La combinación que debe hacer pensar en celiaquía
Un afta suelta es algo común y casi siempre banal. Lo que cambia el panorama es la combinación repetida: aftas que vuelven cada pocas semanas, diarrea que se prolonga en el tiempo y una sensación de hinchazón en el vientre que no cede con facilidad.
Cuando esos tres elementos coinciden, el conjunto puede orientar a un problema de absorción intestinal. Molestias como la distensión abdominal o una diarrea persistente ganan un significado distinto cuando se suman a las aftas de repetición, aunque ninguna de ellas por separado permita confirmar nada.
Otras señales que acompañan al cuadro
La celiaquía tiene muchas caras y no se limita al aparato digestivo. Es habitual que aparezcan cansancio persistente, anemia por falta de hierro, dolores de barriga difusos, pérdida de peso o gases abundantes. En los niños puede notarse un menor crecimiento o cambios en el carácter.
También pueden verse manifestaciones fuera del intestino, como lesiones en la piel, dolores articulares o alteraciones del esmalte dental. Precisamente por esa variedad, la enfermedad pasa desapercibida durante años en muchas personas, que atribuyen los síntomas a causas cotidianas sin relacionarlos entre sí.
Señales de alarma que no conviene normalizar
Algunos síntomas indican que el cuerpo lleva tiempo sin absorber bien los nutrientes y no deberían restarse importancia. Conviene prestar atención cuando aparecen:
- Diarrea que dura más de dos o tres semanas sin causa clara.
- Pérdida de peso involuntaria o cansancio que no mejora.
- Aftas que reaparecen de forma constante en la boca.
- Anemia que no responde bien a los suplementos habituales.
La suma de estas señales no equivale a un diagnóstico, pero sí puede orientar a un problema de absorción que conviene valorar con el médico sin dejar pasar más tiempo.

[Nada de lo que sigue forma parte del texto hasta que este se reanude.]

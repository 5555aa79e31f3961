pub mod browser;
pub mod cli;
pub mod error;
pub mod harness;
pub mod pages;
pub mod report;
pub mod scenarios;
pub mod support;
pub mod trace;
use std::fmt;

use serde::Serialize;

use crate::error::ScenarioError;
use crate::harness::session::TestSession;

/// Tag used to select scenarios from the command line.
#[derive(Debug, Clone, Copy, PartialEq, Eq, Hash, Serialize)]
pub enum Category {
    Smoke,
    Negative,
    Login,
    Signup,
    Products,
    Cart,
    Checkout,
    Payment,
    ContactUs,
    Subscription,
    Brand,
    Category,
    Navigation,
    Performance,
    PageLoad,
    Network,
    ResponseTime,
    ResourceMetrics,
    Optimization,
    Security,
    Https,
    Headers,
    Xss,
    SqlInjection,
    Cookies,
    Authentication,
    Session,
    DataExposure,
    FileUpload,
    ErrorHandling,
}

impl Category {
    pub const ALL: [Category; 30] = [
        Category::Smoke,
        Category::Negative,
        Category::Login,
        Category::Signup,
        Category::Products,
        Category::Cart,
        Category::Checkout,
        Category::Payment,
        Category::ContactUs,
        Category::Subscription,
        Category::Brand,
        Category::Category,
        Category::Navigation,
        Category::Performance,
        Category::PageLoad,
        Category::Network,
        Category::ResponseTime,
        Category::ResourceMetrics,
        Category::Optimization,
        Category::Security,
        Category::Https,
        Category::Headers,
        Category::Xss,
        Category::SqlInjection,
        Category::Cookies,
        Category::Authentication,
        Category::Session,
        Category::DataExposure,
        Category::FileUpload,
        Category::ErrorHandling,
    ];

    pub fn as_str(&self) -> &'static str {
        match self {
            Category::Smoke => "Smoke",
            Category::Negative => "Negative",
            Category::Login => "Login",
            Category::Signup => "Signup",
            Category::Products => "Products",
            Category::Cart => "Cart",
            Category::Checkout => "Checkout",
            Category::Payment => "Payment",
            Category::ContactUs => "ContactUs",
            Category::Subscription => "Subscription",
            Category::Brand => "Brand",
            Category::Category => "Category",
            Category::Navigation => "Navigation",
            Category::Performance => "Performance",
            Category::PageLoad => "PageLoad",
            Category::Network => "Network",
            Category::ResponseTime => "ResponseTime",
            Category::ResourceMetrics => "ResourceMetrics",
            Category::Optimization => "Optimization",
            Category::Security => "Security",
            Category::Https => "HTTPS",
            Category::Headers => "Headers",
            Category::Xss => "XSS",
            Category::SqlInjection => "SQLInjection",
            Category::Cookies => "Cookies",
            Category::Authentication => "Authentication",
            Category::Session => "Session",
            Category::DataExposure => "DataExposure",
            Category::FileUpload => "FileUpload",
            Category::ErrorHandling => "ErrorHandling",
        }
    }

    /// Case-insensitive lookup by tag name.
    pub fn parse(name: &str) -> Option<Category> {
        Category::ALL
            .iter()
            .copied()
            .find(|c| c.as_str().eq_ignore_ascii_case(name.trim()))
    }
}

impl fmt::Display for Category {
    fn fmt(&self, f: &mut fmt::Formatter<'_>) -> fmt::Result {
        f.write_str(self.as_str())
    }
}

/// Extra setup performed after the site root has loaded.
#[derive(Debug, Clone, Copy, PartialEq, Eq, Default)]
pub enum FixtureKind {
    /// Site root loaded, cookie banner dismissed
    #[default]
    Base,
    /// Base + a freshly generated, not yet registered account
    Signup,
    /// Signup + the account registered and logged out again
    Login,
}

pub type ScenarioFn = fn(&TestSession) -> Result<(), ScenarioError>;

/// One registered end-to-end scenario.
#[derive(Clone, Copy)]
pub struct Scenario {
    /// "TC01"
    pub id: &'static str,
    /// "Login_WithValidCredentials_ShouldSucceed"
    pub name: &'static str,
    pub categories: &'static [Category],
    pub fixture: FixtureKind,
    /// Reason the scenario is skipped, when it is
    pub ignore: Option<&'static str>,
    pub body: ScenarioFn,
}

impl Scenario {
    /// "TC01_Login_WithValidCredentials_ShouldSucceed"
    pub fn full_name(&self) -> String {
        format!("{}_{}", self.id, self.name)
    }

    pub fn has_category(&self, category: Category) -> bool {
        self.categories.contains(&category)
    }

    /// Case-insensitive substring match on the full name.
    pub fn matches(&self, filter: &str) -> bool {
        self.full_name()
            .to_lowercase()
            .contains(&filter.to_lowercase())
    }
}

impl fmt::Debug for Scenario {
    fn fmt(&self, f: &mut fmt::Formatter<'_>) -> fmt::Result {
        f.debug_struct("Scenario")
            .field("id", &self.id)
            .field("name", &self.name)
            .field("categories", &self.categories)
            .field("fixture", &self.fixture)
            .field("ignore", &self.ignore)
            .finish()
    }
}

/// Scenarios carrying `category` (when given) whose name contains `filter`
/// (when given). Registration order is kept.
pub fn select(
    scenarios: Vec<Scenario>,
    category: Option<Category>,
    filter: Option<&str>,
) -> Vec<Scenario> {
    scenarios
        .into_iter()
        .filter(|s| category.map_or(true, |c| s.has_category(c)))
        .filter(|s| filter.map_or(true, |f| s.matches(f)))
        .collect()
}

Cuándo conviene consultar y qué pruebas existen
Ante aftas recurrentes junto a síntomas digestivos que se prolongan, lo razonable es consultar antes de retirar el gluten por cuenta propia. Ese paso es importante, porque dejar de tomar gluten antes de las pruebas puede falsear los resultados y retrasar la respuesta.
El profesional puede solicitar un análisis de sangre con anticuerpos específicos y, si procede, una biopsia intestinal para confirmar el diagnóstico. Tratar las aftas de forma sintomática alivia la boca, pero no resuelve la causa cuando detrás hay una enfermedad celíaca que exige una dieta estricta y seguimiento.
Esta información es de carácter divulgativo y no sustituye la evaluación de un profesional sanitario. Si las aftas se repiten junto a diarrea, hinchazón o cansancio, conviene valorar el caso con el médico para orientar el diagnóstico antes de cambiar la alimentación.